Мама попыталась вернуть предохранитель в прежнее положение, но у нее слишком сильно тряслись руки. Казалось, прошла вечность, прежде чем ей удалось совладать с оружием и она осторожно положила его обратно в карман.
Я совершенно обессилела после погони, легкие пылали огнем, я задыхалась. Присев на большой валун, я обхватила голову руками и сосредоточилась на том, чтобы восстановить дыхание. Птицы, которых распугали выстрелы, медленно возвращались на верхушки деревьев, возбужденно щебеча и словно обсуждая свежий поворот в драме, которую они с удовольствием наблюдали с высоты. Я уставилась на свои ноги. Черные от грязи, они были покрыты сеткой мельчайших ссадин и порезов.
Я первой нарушила молчание.
— Как ты думаешь, кто-нибудь слышал выстрелы, мам? Они были такими громкими!
Мама лишь буркнула что-то неопределенное. Она кружила возле огромной туши, что лежала посреди гравийной аллеи, напоминая выброшенного на берег кита. Должно быть, шантажист умер еще до столкновения с землей, потому что даже не выставил вперед руки, пытаясь предотвратить падение, и они оказались погребенными в многочисленных складках его живота.
Мама опустилась на колени и приложила два пальца к его шее.
— Пульса нет, — произнесла она тихо, словно не хотела будить его. — Он мертв.
Я не шелохнулась. Я знала, что нужно как можно скорее убрать труп, чтобы его не увидели с дороги, но мне хотелось еще немного отдохнуть. Мне было необходимо восстановить дыхание, да к тому же осознать случившееся. Иначе я не была уверена в том, что смогу избежать нервного срыва. А ведь еще предстояло избавиться от трупа, избавиться от машины.
— Как странно, — услышала я мамин голос.
— Что такое? — спросила я, подняв голову.
— Иди сюда. Помоги мне перевернуть его.
Я нехотя встала и подошла к ней. Она склонилась над трупом и взяла его за правое плечо, я схватилась за серые «треники», и мы вместе потянули. В какой-то момент нам пришлось поднапрячься, но как только мы повернули тело под определенным углом, оно легко перевалилось на спину. Я судорожно стала вытирать руки о халат, убежденная в том, что дотронулась до чего-то влажного.
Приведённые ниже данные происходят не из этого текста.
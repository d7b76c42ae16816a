//! Pheromone matrix over (task, employee) pairs.

use rand::Rng;

use crate::solution::Solution;

/// Dense `num_tasks × num_employees` table of non-negative weights.
///
/// Rows are tasks (0-based); columns are employees (0-based, i.e. gene
/// value minus one).
#[derive(Debug, Clone, PartialEq)]
#[cfg_attr(feature = "serde", derive(serde::Serialize, serde::Deserialize))]
pub struct PheromoneMatrix {
    num_tasks: usize,
    num_employees: usize,
    weights: Vec<f64>,
}

impl PheromoneMatrix {
    /// Creates a matrix with every cell set to `initial`.
    pub fn new(num_tasks: usize, num_employees: usize, initial: f64) -> Self {
        Self {
            num_tasks,
            num_employees,
            weights: vec![initial; num_tasks * num_employees],
        }
    }

    /// Number of rows.
    pub fn num_tasks(&self) -> usize {
        self.num_tasks
    }

    /// Number of columns.
    pub fn num_employees(&self) -> usize {
        self.num_employees
    }

    /// Weight of one cell.
    ///
    /// # Panics
    /// Panics if either index is out of range.
    pub fn get(&self, task: usize, employee: usize) -> f64 {
        self.weights[self.index(task, employee)]
    }

    /// All weights of one task.
    pub fn row(&self, task: usize) -> &[f64] {
        let start = task * self.num_employees;
        &self.weights[start..start + self.num_employees]
    }

    /// Smallest weight in the matrix.
    pub fn min_weight(&self) -> f64 {
        self.weights.iter().copied().fold(f64::INFINITY, f64::min)
    }

    /// Multiplies every weight by `1 - rate`.
    ///
    /// Cells are clamped at zero so rounding can never drive them negative.
    pub fn evaporate(&mut self, rate: f64) {
        let keep = 1.0 - rate;
        for w in &mut self.weights {
            *w = (*w * keep).max(0.0);
        }
    }

    /// Adds `amount` to one cell. Negative or non-finite amounts are ignored.
    pub fn deposit(&mut self, task: usize, employee: usize, amount: f64) {
        if amount.is_finite() && amount > 0.0 {
            let idx = self.index(task, employee);
            self.weights[idx] += amount;
        }
    }

    /// Lets every ant of an evaluated colony reinforce its (task, employee)
    /// pairs with `q / (1 + (best_fitness - ant.fitness))`.
    ///
    /// An ant matching `best_fitness` deposits exactly `q`. Unassigned genes
    /// deposit nothing.
    pub fn deposit_colony(&mut self, colony: &[Solution], best_fitness: f64, q: f64) {
        for ant in colony {
            let amount = q / (1.0 + (best_fitness - ant.fitness));
            for (task, &gene) in ant.genes.iter().enumerate() {
                if let Some(employee) = gene.checked_sub(1) {
                    self.deposit(task, employee, amount);
                }
            }
        }
    }

    /// Samples an employee for `task` proportionally to the row weights.
    ///
    /// Returns a 1-based gene value. Walks the row accumulating weight and
    /// picks the first employee whose running sum reaches a threshold drawn
    /// in `[0, total)`; the last employee absorbs rounding. A row whose
    /// total is zero or non-finite falls back to a uniform choice.
    pub fn sample<R: Rng>(&self, task: usize, rng: &mut R) -> usize {
        let row = self.row(task);
        let total: f64 = row.iter().sum();

        if !(total.is_finite() && total > 0.0) {
            return rng.random_range(1..=self.num_employees);
        }

        let threshold = rng.random_range(0.0..total);
        pick(row, threshold) + 1
    }

    fn index(&self, task: usize, employee: usize) -> usize {
        assert!(
            task < self.num_tasks && employee < self.num_employees,
            "pheromone cell ({task}, {employee}) out of range"
        );
        task * self.num_employees + employee
    }
}

/// First column whose running weight reaches `threshold`, else the last.
pub(crate) fn pick(row: &[f64], threshold: f64) -> usize {
    let mut cumulative = 0.0;
    for (i, &w) in row.iter().enumerate() {
        cumulative += w;
        if cumulative >= threshold {
            return i;
        }
    }
    row.len() - 1
}

#[cfg(test)]
mod tests {
    use super::*;
    use crate::random::create_rng;

    #[test]
    fn test_uniform_init() {
        let m = PheromoneMatrix::new(3, 4, 1.0);
        assert_eq!(m.num_tasks(), 3);
        assert_eq!(m.num_employees(), 4);
        assert_eq!(m.row(2), &[1.0; 4]);
        assert_eq!(m.min_weight(), 1.0);
    }

    #[test]
    fn test_evaporate_and_deposit() {
        let mut m = PheromoneMatrix::new(2, 2, 1.0);
        m.evaporate(0.25);
        assert!((m.get(0, 0) - 0.75).abs() < 1e-12);
        m.deposit(1, 0, 2.0);
        assert!((m.get(1, 0) - 2.75).abs() < 1e-12);
        m.deposit(1, 1, -5.0);
        assert!((m.get(1, 1) - 0.75).abs() < 1e-12);
    }

    #[test]
    fn test_full_evaporation_hits_zero() {
        let mut m = PheromoneMatrix::new(2, 3, 4.0);
        m.evaporate(1.0);
        assert_eq!(m.min_weight(), 0.0);
        assert!(m.row(0).iter().all(|&w| w == 0.0));
    }

    #[test]
    fn test_deposit_colony_amounts() {
        let mut best = Solution::new(vec![1, 2]);
        best.fitness = 5.0;
        let mut worse = Solution::new(vec![2, 2]);
        worse.fitness = 3.0;

        let mut m = PheromoneMatrix::new(2, 2, 0.0);
        m.deposit_colony(&[best, worse], 5.0, 4.0);

        // Best ant adds exactly q; the worse one adds q / (1 + 2).
        assert_eq!(m.get(0, 0), 4.0);
        assert!((m.get(0, 1) - 4.0 / 3.0).abs() < 1e-12);
        assert!((m.get(1, 1) - (4.0 + 4.0 / 3.0)).abs() < 1e-12);
        assert_eq!(m.get(1, 0), 0.0);
    }

    #[test]
    fn test_deposit_colony_skips_unassigned() {
        let mut ant = Solution::new(vec![0, 1]);
        ant.fitness = 1.0;
        let mut m = PheromoneMatrix::new(2, 2, 0.0);
        m.deposit_colony(&[ant], 1.0, 2.0);
        assert_eq!(m.row(0), &[0.0, 0.0]);
        assert_eq!(m.get(1, 0), 2.0);
    }

    #[test]
    fn test_pick() {
        let row = [1.0, 2.0, 3.0];
        assert_eq!(pick(&row, 0.0), 0);
        assert_eq!(pick(&row, 1.0), 0);
        assert_eq!(pick(&row, 1.5), 1);
        assert_eq!(pick(&row, 3.0), 1);
        assert_eq!(pick(&row, 5.9), 2);
        assert_eq!(pick(&row, 100.0), 2);
    }

    #[test]
    fn test_sample_follows_weights() {
        let mut m = PheromoneMatrix::new(1, 3, 0.0);
        m.deposit(0, 2, 9.0);
        m.deposit(0, 0, 1.0);
        let mut rng = create_rng(42);

        let mut counts = [0u32; 3];
        for _ in 0..10000 {
            counts[m.sample(0, &mut rng) - 1] += 1;
        }
        assert_eq!(counts[1], 0, "zero-weight employee was chosen: {counts:?}");
        assert!(counts[2] > 8500, "expected employee 3 to dominate: {counts:?}");
    }

    #[test]
    fn test_sample_zero_row_is_uniform() {
        let m = PheromoneMatrix::new(1, 4, 0.0);
        let mut rng = create_rng(1);
        let mut seen = [false; 4];
        for _ in 0..200 {
            let e = m.sample(0, &mut rng);
            assert!((1..=4).contains(&e));
            seen[e - 1] = true;
        }
        assert!(seen.iter().all(|&s| s));
    }

    #[test]
    #[should_panic(expected = "out of range")]
    fn test_out_of_range_cell() {
        let m = PheromoneMatrix::new(2, 2, 1.0);
        m.get(2, 0);
    }
}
Очки толстяка слетели и валялись на гравии, а без них его лицо выглядело совсем другим, голым, бесцветным. Его глаза были закрыты, и смерть стерла с лица налет злобы, которая искажала его, когда он кричал на нас. Сейчас оно было спокойным, умиротворенным. Это было лицо любимого дядюшки, вечного шутника и балагура, разлегшегося на диване после сытного воскресного обеда. Накачанные руки были вытянуты по бокам, и я подумала о бесцельно потраченных часах, когда их тренировали в спортзале, готовили к тому, чтобы они пробивали двери, а вот в критический момент они оказались беспомощными, и их поднимали в воздух лишь для того, чтобы сдаться.